The DeltEx Platform

Our DeltEx platform has enabled a deep pipeline of preclinical and clinical product candidates, which are designed to effectively target and potentially eradicate disease, to improve patient outcomes.

Key elements of our approach to treating cancer include:
  • Advanced expertise in the manufacturing of ex-vivo, expanded, activated gamma-delta T cells
  • First-in-class proprietary gamma-delta T cell engineering for chemotherapy resistance
  • Advanced next-generation, closed-system, scalable, gamma-delta T cell manufacturing
  • Broad applicability of our engineered DeltEx cells across multiple solid tumor indications

Gamma-delta T cells: Leveraging the Nexus of the Immune System

The innate and adaptive immune responses both play critical roles in the fight against cancer. While both systems possess critical functions, the most effective tumor killing occurs when they work in concert. Gamma-delta T cells are a unique subset of immune cells that sit at the nexus of the innate and adaptive systems and possess properties of both. This combination of features conveys functional abilities that make them ideally suited for use in cell therapy against cancer. Gamma-delta T cells are multifunctional with a complex receptor repertoire, which allows them to distinguish between healthy and diseased or stressed tissue. This particular mode of antigen recognition is a critical feature that distinguishes them from not only alpha-beta T cells but also B cells and NK cells.

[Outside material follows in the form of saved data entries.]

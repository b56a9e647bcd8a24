//! factguard CLI
//!
//! Main entry point for the factguard command-line tool.
//! Answers product questions from official facts and vetted external
//! material, refusing commercial claims the facts do not back.

mod commands;

use clap::{Parser, Subcommand};
use commands::{AskCommand, HealthCommand, IngestCommand};
use factguard_core::{config::AppConfig, logging, AppResult};
use std::path::PathBuf;

/// factguard - guarded product Q&A over official facts and external sources
#[derive(Parser, Debug)]
#[command(name = "factguard")]
#[command(about = "Guarded product Q&A with cited answers", long_about = None)]
#[command(version)]
struct Cli {
    /// Path to workspace directory (default: current directory)
    #[arg(short, long, global = true, env = "FACTGUARD_WORKSPACE")]
    workspace: Option<PathBuf>,

    /// Path to config file
    #[arg(short, long, global = true, env = "FACTGUARD_CONFIG")]
    config: Option<PathBuf>,

    /// Log level (error, warn, info, debug, trace)
    #[arg(long, global = true, env = "RUST_LOG")]
    log_level: Option<String>,

    /// Enable verbose output (sets log level to debug)
    #[arg(short, long, global = true)]
    verbose: bool,

    /// Disable colored output
    #[arg(long, global = true, env = "NO_COLOR")]
    no_color: bool,

    /// Answer generator provider (ollama)
    #[arg(short, long, global = true, env = "FACTGUARD_PROVIDER")]
    provider: Option<String>,

    /// Answer generator model
    #[arg(short, long, global = true, env = "FACTGUARD_MODEL")]
    model: Option<String>,

    #[command(subcommand)]
    command: Commands,
}

#[derive(Subcommand, Debug)]
enum Commands {
    /// Ask a question about the product
    Ask(AskCommand),

    /// Load the facts and external sources into the index
    Ingest(IngestCommand),

    /// Report index readiness
    Health(HealthCommand),
}

impl Commands {
    fn name(&self) -> &'static str {
        match self {
            Commands::Ask(_) => "ask",
            Commands::Ingest(_) => "ingest",
            Commands::Health(_) => "health",
        }
    }
}

#[tokio::main]
async fn main() -> AppResult<()> {
    // Parse command-line arguments first (needed for logging config)
    let cli = Cli::parse();

    // Load base configuration from environment and config file
    let config = AppConfig::load()?;

    // Apply CLI overrides
    let config = config.with_overrides(
        cli.workspace,
        cli.config,
        cli.provider,
        cli.model,
        cli.log_level,
        cli.verbose,
        cli.no_color,
    );

    logging::init_logging(config.log_level.as_deref(), config.no_color)?;

    tracing::info!("factguard starting");
    tracing::debug!("Workspace: {:?}", config.workspace);
    tracing::debug!("Provider: {}", config.provider);
    tracing::debug!("Model: {}", config.model);

    config.ensure_state_dir()?;

    let _span = tracing::info_span!("command", name = cli.command.name()).entered();

    let result = match cli.command {
        Commands::Ask(cmd) => cmd.execute(&config).await,
        Commands::Ingest(cmd) => cmd.execute(&config).await,
        Commands::Health(cmd) => cmd.execute(&config).await,
    };

    match &result {
        Ok(_) => tracing::info!("Command completed successfully"),
        Err(e) => tracing::error!("Command failed: {}", e),
    }

    result
}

Gamma-delta T cells can kill effectively, both by direct cellular killing as well as the recruitment of additional immune cells to induce tumor cell killing. Importantly, they can kill without previous antigen priming similar to certain innate cells, such as NK cells, but can also function to present antigen directly to drive cytokine release, target neoantigens, and recruit and activate additional immune cell types.


DeltEx Drug Resistant Immunotherapy

Our platform is designed to overcome many of the challenges associated with expansion, genetic engineering and scalable manufacturing of gamma-delta T cells. This allows us to harnessing their unique properties for potential therapies against both solid and liquid tumors.
Chemotherapy, a mainstay of solid tumor treatment, can deplete and damage immune cells, limiting their ability to seek and kill tumors. This is further compounded by the lymphodepleting properties of chemotherapy, which can severely reduce the number of immune cells, such as gamma-delta T cells, that can seek out and kill the residual tumors cells. We have leveraged our proprietary genetic modifications to protect our DeltEx cells from chemotherapy-induced damage, allowing for their concurrent delivery with chemotherapy so they can recognize and kill residual tumor cells when the tumor is experiencing maximum chemotherapy induced stress. We have termed this approach “DeltEx drug resistant immunotherapy,” or DeltEx DRI, and it is the basis for several of our programs, including INB-200.